# [The task]
Among the entries below, copy every line that carries the word "each".

Given data section start

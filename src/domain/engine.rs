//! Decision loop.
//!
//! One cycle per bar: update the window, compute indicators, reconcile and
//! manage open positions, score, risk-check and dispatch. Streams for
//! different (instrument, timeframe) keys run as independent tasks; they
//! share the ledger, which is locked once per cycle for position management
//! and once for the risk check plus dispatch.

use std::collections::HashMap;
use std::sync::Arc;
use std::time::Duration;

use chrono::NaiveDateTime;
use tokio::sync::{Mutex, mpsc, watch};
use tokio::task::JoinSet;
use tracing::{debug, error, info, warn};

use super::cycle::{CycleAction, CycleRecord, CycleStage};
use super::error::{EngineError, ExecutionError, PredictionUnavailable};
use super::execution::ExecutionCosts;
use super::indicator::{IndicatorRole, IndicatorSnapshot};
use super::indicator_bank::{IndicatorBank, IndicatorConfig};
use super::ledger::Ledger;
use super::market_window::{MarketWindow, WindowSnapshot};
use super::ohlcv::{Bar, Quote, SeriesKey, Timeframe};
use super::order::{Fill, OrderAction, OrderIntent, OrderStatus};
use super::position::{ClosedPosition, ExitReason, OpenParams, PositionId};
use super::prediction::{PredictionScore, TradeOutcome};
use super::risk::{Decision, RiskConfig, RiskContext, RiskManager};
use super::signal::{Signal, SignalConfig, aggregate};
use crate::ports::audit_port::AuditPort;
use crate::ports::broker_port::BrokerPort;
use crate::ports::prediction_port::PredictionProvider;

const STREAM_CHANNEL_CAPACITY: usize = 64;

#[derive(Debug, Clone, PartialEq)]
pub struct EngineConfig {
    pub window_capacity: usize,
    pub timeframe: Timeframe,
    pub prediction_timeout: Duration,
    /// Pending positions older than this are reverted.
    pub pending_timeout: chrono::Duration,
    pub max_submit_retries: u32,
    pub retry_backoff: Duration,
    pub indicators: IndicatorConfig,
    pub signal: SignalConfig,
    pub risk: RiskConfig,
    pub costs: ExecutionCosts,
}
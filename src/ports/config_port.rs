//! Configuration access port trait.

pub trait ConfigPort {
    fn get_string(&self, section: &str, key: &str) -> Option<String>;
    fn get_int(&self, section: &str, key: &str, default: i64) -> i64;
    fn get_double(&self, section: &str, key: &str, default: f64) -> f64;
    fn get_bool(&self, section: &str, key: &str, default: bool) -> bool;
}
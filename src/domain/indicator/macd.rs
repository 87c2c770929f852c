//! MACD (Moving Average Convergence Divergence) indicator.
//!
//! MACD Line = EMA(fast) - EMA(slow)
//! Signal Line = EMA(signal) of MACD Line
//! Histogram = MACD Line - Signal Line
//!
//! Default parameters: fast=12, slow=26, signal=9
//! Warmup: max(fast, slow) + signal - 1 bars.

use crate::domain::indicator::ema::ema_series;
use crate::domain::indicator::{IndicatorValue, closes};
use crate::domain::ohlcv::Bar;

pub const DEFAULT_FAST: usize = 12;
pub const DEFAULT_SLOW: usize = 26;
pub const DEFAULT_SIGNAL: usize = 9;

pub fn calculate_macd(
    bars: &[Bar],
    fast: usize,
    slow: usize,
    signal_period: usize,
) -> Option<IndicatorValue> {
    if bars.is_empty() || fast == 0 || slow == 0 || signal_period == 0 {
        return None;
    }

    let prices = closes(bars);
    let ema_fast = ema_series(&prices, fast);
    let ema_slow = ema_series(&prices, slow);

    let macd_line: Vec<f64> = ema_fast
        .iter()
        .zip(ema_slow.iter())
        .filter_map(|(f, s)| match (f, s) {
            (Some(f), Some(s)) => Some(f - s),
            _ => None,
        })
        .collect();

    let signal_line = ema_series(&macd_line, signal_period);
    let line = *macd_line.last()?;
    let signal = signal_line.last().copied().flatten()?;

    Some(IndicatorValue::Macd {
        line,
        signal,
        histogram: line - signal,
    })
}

Given data section end
Given data section start

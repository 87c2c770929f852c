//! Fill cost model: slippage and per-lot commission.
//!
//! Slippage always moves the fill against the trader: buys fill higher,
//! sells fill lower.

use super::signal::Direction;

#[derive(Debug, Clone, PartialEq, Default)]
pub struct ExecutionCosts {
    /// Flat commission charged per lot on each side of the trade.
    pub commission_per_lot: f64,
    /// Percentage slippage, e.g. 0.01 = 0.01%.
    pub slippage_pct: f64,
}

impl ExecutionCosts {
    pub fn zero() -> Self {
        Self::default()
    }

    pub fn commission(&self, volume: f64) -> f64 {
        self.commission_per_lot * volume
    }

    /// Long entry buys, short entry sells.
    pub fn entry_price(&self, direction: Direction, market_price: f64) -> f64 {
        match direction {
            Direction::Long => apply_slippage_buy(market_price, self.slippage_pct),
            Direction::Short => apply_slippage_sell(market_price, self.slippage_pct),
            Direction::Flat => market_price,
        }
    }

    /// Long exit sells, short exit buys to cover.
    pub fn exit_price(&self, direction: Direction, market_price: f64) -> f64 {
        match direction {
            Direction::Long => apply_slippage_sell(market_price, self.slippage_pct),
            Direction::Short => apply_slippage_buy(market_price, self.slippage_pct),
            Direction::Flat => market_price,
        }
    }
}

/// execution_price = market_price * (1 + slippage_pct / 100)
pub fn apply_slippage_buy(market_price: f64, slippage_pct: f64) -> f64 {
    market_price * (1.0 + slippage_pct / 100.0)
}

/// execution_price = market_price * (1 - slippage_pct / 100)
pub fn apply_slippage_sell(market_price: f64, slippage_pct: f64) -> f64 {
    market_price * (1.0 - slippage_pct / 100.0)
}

Given data section end
Given data section start

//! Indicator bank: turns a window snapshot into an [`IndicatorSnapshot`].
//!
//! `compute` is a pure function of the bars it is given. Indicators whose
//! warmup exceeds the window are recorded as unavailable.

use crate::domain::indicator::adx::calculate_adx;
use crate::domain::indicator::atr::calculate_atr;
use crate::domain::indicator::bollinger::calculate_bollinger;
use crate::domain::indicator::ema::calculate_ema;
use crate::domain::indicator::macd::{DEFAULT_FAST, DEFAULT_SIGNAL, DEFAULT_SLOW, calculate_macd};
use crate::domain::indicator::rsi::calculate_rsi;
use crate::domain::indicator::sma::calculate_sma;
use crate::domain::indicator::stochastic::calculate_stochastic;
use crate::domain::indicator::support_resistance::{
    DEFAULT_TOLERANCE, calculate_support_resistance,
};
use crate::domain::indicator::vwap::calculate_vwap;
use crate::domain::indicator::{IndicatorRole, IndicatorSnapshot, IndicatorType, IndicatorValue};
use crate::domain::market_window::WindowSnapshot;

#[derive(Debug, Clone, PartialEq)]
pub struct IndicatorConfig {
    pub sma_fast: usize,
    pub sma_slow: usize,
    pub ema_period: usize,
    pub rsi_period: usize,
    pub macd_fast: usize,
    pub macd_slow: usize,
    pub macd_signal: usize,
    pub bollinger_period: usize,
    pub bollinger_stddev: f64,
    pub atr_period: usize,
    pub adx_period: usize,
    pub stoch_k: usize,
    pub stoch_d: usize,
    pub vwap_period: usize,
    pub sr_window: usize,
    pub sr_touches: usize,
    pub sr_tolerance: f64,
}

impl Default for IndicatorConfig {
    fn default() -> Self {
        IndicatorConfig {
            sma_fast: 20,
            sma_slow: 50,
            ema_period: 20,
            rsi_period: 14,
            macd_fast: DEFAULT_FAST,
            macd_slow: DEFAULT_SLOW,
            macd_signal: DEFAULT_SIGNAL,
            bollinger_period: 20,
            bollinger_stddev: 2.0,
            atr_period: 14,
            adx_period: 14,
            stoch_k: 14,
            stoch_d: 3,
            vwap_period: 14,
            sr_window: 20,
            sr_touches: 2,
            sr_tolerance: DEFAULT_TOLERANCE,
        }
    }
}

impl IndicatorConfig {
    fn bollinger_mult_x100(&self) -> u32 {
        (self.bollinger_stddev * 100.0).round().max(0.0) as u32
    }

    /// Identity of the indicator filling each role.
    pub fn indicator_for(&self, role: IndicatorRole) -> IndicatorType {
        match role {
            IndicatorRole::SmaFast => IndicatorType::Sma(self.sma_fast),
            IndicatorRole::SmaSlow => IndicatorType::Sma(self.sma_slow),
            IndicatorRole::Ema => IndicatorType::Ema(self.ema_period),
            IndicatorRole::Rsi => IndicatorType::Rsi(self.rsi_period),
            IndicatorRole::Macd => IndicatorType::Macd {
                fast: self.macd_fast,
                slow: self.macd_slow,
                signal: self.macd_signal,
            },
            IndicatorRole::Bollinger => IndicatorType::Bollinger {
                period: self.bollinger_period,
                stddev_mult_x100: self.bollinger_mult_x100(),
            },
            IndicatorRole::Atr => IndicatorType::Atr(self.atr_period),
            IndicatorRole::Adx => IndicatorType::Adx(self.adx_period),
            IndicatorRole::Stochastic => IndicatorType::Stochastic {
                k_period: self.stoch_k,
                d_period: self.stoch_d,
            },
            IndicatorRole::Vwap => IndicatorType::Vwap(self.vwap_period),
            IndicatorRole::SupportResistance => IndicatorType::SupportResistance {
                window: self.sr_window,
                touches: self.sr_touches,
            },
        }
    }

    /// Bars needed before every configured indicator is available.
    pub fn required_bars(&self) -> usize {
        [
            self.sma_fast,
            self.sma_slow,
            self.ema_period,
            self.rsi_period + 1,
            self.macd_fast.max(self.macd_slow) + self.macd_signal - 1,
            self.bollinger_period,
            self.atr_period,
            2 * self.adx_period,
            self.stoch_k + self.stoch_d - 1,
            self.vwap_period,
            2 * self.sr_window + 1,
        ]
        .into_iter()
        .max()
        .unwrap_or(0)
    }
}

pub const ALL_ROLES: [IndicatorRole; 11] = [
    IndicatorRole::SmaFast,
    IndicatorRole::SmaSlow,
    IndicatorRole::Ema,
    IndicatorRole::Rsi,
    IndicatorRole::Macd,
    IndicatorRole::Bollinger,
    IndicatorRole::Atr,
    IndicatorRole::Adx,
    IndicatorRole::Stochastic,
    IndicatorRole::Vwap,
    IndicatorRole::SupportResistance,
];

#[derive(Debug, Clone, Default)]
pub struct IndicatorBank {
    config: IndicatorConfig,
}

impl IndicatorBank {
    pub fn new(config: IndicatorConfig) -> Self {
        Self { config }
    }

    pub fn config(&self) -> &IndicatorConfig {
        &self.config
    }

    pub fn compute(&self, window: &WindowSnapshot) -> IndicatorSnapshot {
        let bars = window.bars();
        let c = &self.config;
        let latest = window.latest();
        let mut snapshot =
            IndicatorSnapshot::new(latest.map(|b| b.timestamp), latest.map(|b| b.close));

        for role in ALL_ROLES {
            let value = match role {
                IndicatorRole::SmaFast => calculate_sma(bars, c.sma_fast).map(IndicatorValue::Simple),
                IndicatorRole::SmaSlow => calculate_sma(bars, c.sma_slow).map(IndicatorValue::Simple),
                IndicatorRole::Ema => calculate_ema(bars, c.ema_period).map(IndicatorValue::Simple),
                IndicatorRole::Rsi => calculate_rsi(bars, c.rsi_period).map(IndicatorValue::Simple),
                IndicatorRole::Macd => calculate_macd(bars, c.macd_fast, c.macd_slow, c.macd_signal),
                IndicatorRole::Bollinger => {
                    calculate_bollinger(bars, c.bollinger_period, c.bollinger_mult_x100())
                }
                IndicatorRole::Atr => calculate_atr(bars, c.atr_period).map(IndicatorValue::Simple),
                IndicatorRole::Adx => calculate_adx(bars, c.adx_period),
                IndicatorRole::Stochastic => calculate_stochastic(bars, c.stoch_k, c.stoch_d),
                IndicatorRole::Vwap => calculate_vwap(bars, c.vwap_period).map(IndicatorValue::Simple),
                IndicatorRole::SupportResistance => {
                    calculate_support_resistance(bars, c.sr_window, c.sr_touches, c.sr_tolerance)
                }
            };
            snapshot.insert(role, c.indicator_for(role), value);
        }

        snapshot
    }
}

Given data section end

# [Completed task]
    /// Flat commission charged per lot on each side of the trade.
    /// Identity of the indicator filling each role.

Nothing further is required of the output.